Osimo

Osimo, gattina viene adottata dopo essere scappata: la Polizia la restituisce ai proprietari

Gli agenti, guidati dal dottor Stefano Bortone, hanno preso a cuore la vicenda, intervenendo con i poteri conferiti dal Testo Unico delle Leggi di pubblica sicurezza per tentare di sanare il dissidio fra il gattile e il legittimo proprietario

La Polizia a Osimo
La Polizia a Osimo

OSIMO – Una famiglia italo-argentina, da qualche anno residente in una frazione di Osimo, ieri pomeriggio (12 agosto) ha potuto riabbracciare la sua gattina Minù di un anno, un bel esemplare di gatto a pelo grigio e occhi azzurri che si era allontanata da casa e di cui non si avevano più notizie dalla fine dello scorso mese di giugno. L’avevano cercata per giorni per le vie del paese e a mezzo annunci sui social, senza successo. Poi, a causa del covid, che aveva costretto tutta la famiglia a casa, avevano dovuto interrompere le ricerche, riprese proprio qualche giorno fa. Il capo famiglia, nonostante fosse oramai sfiduciato di poter ritrovare l’adorata gattina ancora viva, ha provato a sentire i gattili del territorio mostrando le foto di Minù, ed proprio in una di queste strutture, che con amore si prendono cura dei gatti randagi, che ha appreso con grande gioia che la sua gatta era stata trovata circa venti giorni prima in zona maxiparcheggio di Osimo. Il bel finale di questa vicenda però non c’è stato, o almeno non c’è stato nella immediatezza, perché la gattina, senza microchip, ritenuta in stato di abbandono, proprio il giorno precedente era stata data in adozione ad una giovane osimana.

La consegna del gatto

G.M.A., il capofamiglia, ha provato a reclamarla, ma senza successo. Per la privacy, non gli è stato possibile conoscere i dati della persona che si stava prendendo cura di Minù, per contattarla e chiederle di riavere l’animale.
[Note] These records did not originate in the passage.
//! Account endpoints - JSON API and HTMX partial responses

use crate::routes::page_param;
use crate::{notice_html, ApiError, AppState};
use axum::extract::{Path, Query};
use axum::Json;
use ebank_client::Account;
use ebank_core::{AccountOverview, HistoryPage, Notice};
use std::collections::HashMap;

use super::page::{render_account_cards, render_account_detail, render_accounts_error, render_operation_row};

pub async fn api_accounts(state: axum::extract::State<AppState>) -> Result<Json<Vec<Account>>, ApiError> {
    Ok(Json(state.bank.accounts().await?))
}

pub async fn api_account_detail(
    state: axum::extract::State<AppState>,
    Path(id): Path<String>,
) -> Result<Json<Account>, ApiError> {
    Ok(Json(state.bank.find_account(&id).await?))
}

pub async fn api_account_history(
    state: axum::extract::State<AppState>,
    Path(id): Path<String>,
    params: Query<HashMap<String, String>>,
) -> Result<Json<HistoryPage>, ApiError> {
    let page = page_param(&params)?;
    Ok(Json(state.bank.account_history(&id, page).await?))
}

/// Account cards, used by the Retry link
pub async fn htmx_accounts_list(state: axum::extract::State<AppState>) -> axum::response::Html<String> {
    axum::response::Html(match state.bank.accounts().await {
        Ok(accounts) => render_account_cards(&accounts, &state.config.currency),
        Err(e) => render_accounts_error(&e),
    })
}

fn render_overview(result: Result<AccountOverview, ebank_core::CoreError>, query: &str, state: &AppState) -> String {
    match result {
        Ok(overview) => render_account_detail(&overview, query, &state.config.currency),
        Err(e) => notice_html(&Notice::error(e.user_message())),
    }
}

/// Search by account id: details card and first history page
pub async fn htmx_account_lookup(
    state: axum::extract::State<AppState>,
    params: Query<HashMap<String, String>>,
) -> axum::response::Html<String> {
    let raw_id = params.get("account_id").map(String::as_str).unwrap_or("");
    let result = state.bank.account_overview(raw_id, 0).await;
    axum::response::Html(render_overview(result, "", &state))
}

/// One history page, optionally filtered by description
pub async fn htmx_account_history(
    state: axum::extract::State<AppState>,
    Path(id): Path<String>,
    params: Query<HashMap<String, String>>,
) -> axum::response::Html<String> {
    let page = page_param(&params).unwrap_or(0);
    let query = params.get("q").map(String::as_str).unwrap_or("");
    let result = state.bank.account_overview(&id, page).await;
    axum::response::Html(render_overview(result, query, &state))
}

/// Every operation on the account, unpaged
pub async fn htmx_account_operations(
    state: axum::extract::State<AppState>,
    Path(id): Path<String>,
) -> axum::response::Html<String> {
    axum::response::Html(match state.bank.account_operations(&id).await {
        Ok(operations) if operations.is_empty() => {
            "<p class='text-gray-500 py-6 text-center'>No transactions found</p>".to_string()
        }
        Ok(operations) => operations
            .iter()
            .map(|op| render_operation_row(op, &state.config.currency))
            .collect(),
        Err(e) => notice_html(&Notice::error(e.user_message())),
    })
}

#[cfg(test)]
mod tests {
    use crate::test_support::*;
    use axum::http::StatusCode;
    use std::sync::Arc;

    #[tokio::test]
    async fn test_accounts_page_lists_cards() {
        let (status, body) = send(router_with(Arc::default()), get("/accounts")).await;
        assert_eq!(status, StatusCode::OK);
        assert!(body.contains("$1,234.50"));
        assert!(body.contains("hx-get='/accounts/ACC-2/history?page=0'"));
        assert!(body.contains("Ada Lovelace"));
    }

    #[tokio::test]
    async fn test_accounts_page_failure_has_retry() {
        let stub = Arc::new(StubBackend {
            fail: true,
            ..Default::default()
        });
        let (status, body) = send(router_with(stub), get("/accounts")).await;
        assert_eq!(status, StatusCode::OK);
        assert!(body.contains("Failed to load accounts: "));
        assert!(body.contains("Retry"));
    }

    #[tokio::test]
    async fn test_lookup_messages() {
        let (_, empty) = send(router_with(Arc::default()), htmx_get("/accounts/lookup?account_id=+")).await;
        assert!(empty.contains("Please enter an account ID"));

        let (_, missing) = send(router_with(Arc::default()), htmx_get("/accounts/lookup?account_id=MISSING")).await;
        assert!(missing.contains("Account not found"));

        let down = Arc::new(StubBackend {
            fail: true,
            ..Default::default()
        });
        let (_, broken) = send(router_with(down), htmx_get("/accounts/lookup?account_id=ACC-1")).await;
        assert!(broken.contains("Failed to fetch account"));
    }

    #[tokio::test]
    async fn test_lookup_shows_first_page() {
        let stub = Arc::new(StubBackend::default());
        let (_, body) = send(router_with(stub.clone()), htmx_get("/accounts/lookup?account_id=%20ACC-1%20")).await;
        assert!(body.contains("Showing page 1 of 2 (2 transactions)"));
        assert!(body.contains("+$500.00"));
        assert!(body.contains("<span class='font-semibold text-red-600'>$20.00</span>"));
        assert!(!body.contains("-$20.00"));
        assert!(body.contains("Jan 5, 2025"));
        assert!(stub.calls().contains(&"history ACC-1 0 4".to_string()));
    }

    #[tokio::test]
    async fn test_history_pagination_edges() {
        let (_, first) = send(router_with(Arc::default()), htmx_get("/accounts/ACC-1/history?page=0")).await;
        assert!(first.contains("<button disabled class='px-3 py-1 rounded-lg border text-gray-300 cursor-not-allowed'>Previous</button>"));
        assert!(first.contains("hx-get='/accounts/ACC-1/history?page=1'"));

        let (_, last) = send(router_with(Arc::default()), htmx_get("/accounts/ACC-1/history?page=1")).await;
        assert!(last.contains("Showing page 2 of 2"));
        assert!(last.contains("cursor-not-allowed'>Next</button>"));
        assert!(last.contains("hx-get='/accounts/ACC-1/history?page=0'"));
    }

    #[tokio::test]
    async fn test_history_filter() {
        let (_, body) = send(router_with(Arc::default()), htmx_get("/accounts/ACC-1/history?page=0&q=coffee")).await;
        assert!(body.contains("Coffee"));
        assert!(!body.contains("Salary"));
        assert!(body.contains("page=1&amp;q=coffee"));

        let (_, none) = send(router_with(Arc::default()), htmx_get("/accounts/ACC-1/history?q=rent")).await;
        assert!(none.contains("No transactions found"));
    }

    #[tokio::test]
    async fn test_operations_partial() {
        let (status, body) = send(router_with(Arc::default()), htmx_get("/accounts/ACC-1/operations")).await;
        assert_eq!(status, StatusCode::OK);
        assert!(body.contains("Salary"));
        assert!(body.contains("Coffee"));
    }

    #[tokio::test]
    async fn test_api_account_errors() {
        let (status, body) = send(router_with(Arc::default()), get("/api/accounts/MISSING")).await;
        assert_eq!(status, StatusCode::NOT_FOUND);
        let json: serde_json::Value = serde_json::from_str(&body).unwrap();
        assert_eq!(json["code"], "ACCOUNT_NOT_FOUND");

        let down = Arc::new(StubBackend {
            fail: true,
            ..Default::default()
        });
        let (status, _) = send(router_with(down), get("/api/accounts")).await;
        assert_eq!(status, StatusCode::BAD_GATEWAY);
    }

    #[tokio::test]
    async fn test_api_history() {
        let (status, body) = send(router_with(Arc::default()), get("/api/accounts/ACC-1/history?page=1")).await;
        assert_eq!(status, StatusCode::OK);
        let json: serde_json::Value = serde_json::from_str(&body).unwrap();
        assert_eq!(json["current_page"], 1);
        assert_eq!(json["total_pages"], 2);

        let (status, _) = send(router_with(Arc::default()), get("/api/accounts/ACC-1/history?page=x")).await;
        assert_eq!(status, StatusCode::BAD_REQUEST);
    }
}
Non si è dato per vinto e dopo aver sentito vari Uffici pubblici, dichiaratisi incompetenti per la vicenda, ha deciso di chiedere aiuto al Commissariato di Polizia di Stato di Osimo. Gli agenti, guidati dal dottor Stefano Bortone, hanno preso a cuore la vicenda, intervenendo, con i poteri conferiti dall’articolo 1 del Testo Unico delle Leggi di pubblica sicurezza, per tentare di sanare il dissidio che si era creato fra il gattile, i cui operatori ritenevano di aver agito secondo le norme che regolamentano l’adozione dei gatti randagi non microchippati, e G.M.A., che con foto e i documenti veterinari, poteva dimostrare che la gatta randagia ritrovata era proprio la sua. Una mediazione lunga e faticosa quella dei poliziotti, che sono riusciti a mettere d’accordo le parti ed evitare le vie legali: Minù è ritornata a casa e i padroni si sono adoperati immediatamente per mettere in sicurezza, con una rete, la ringhiera del balcone della loro abitazione, da dove la gattina era scappata.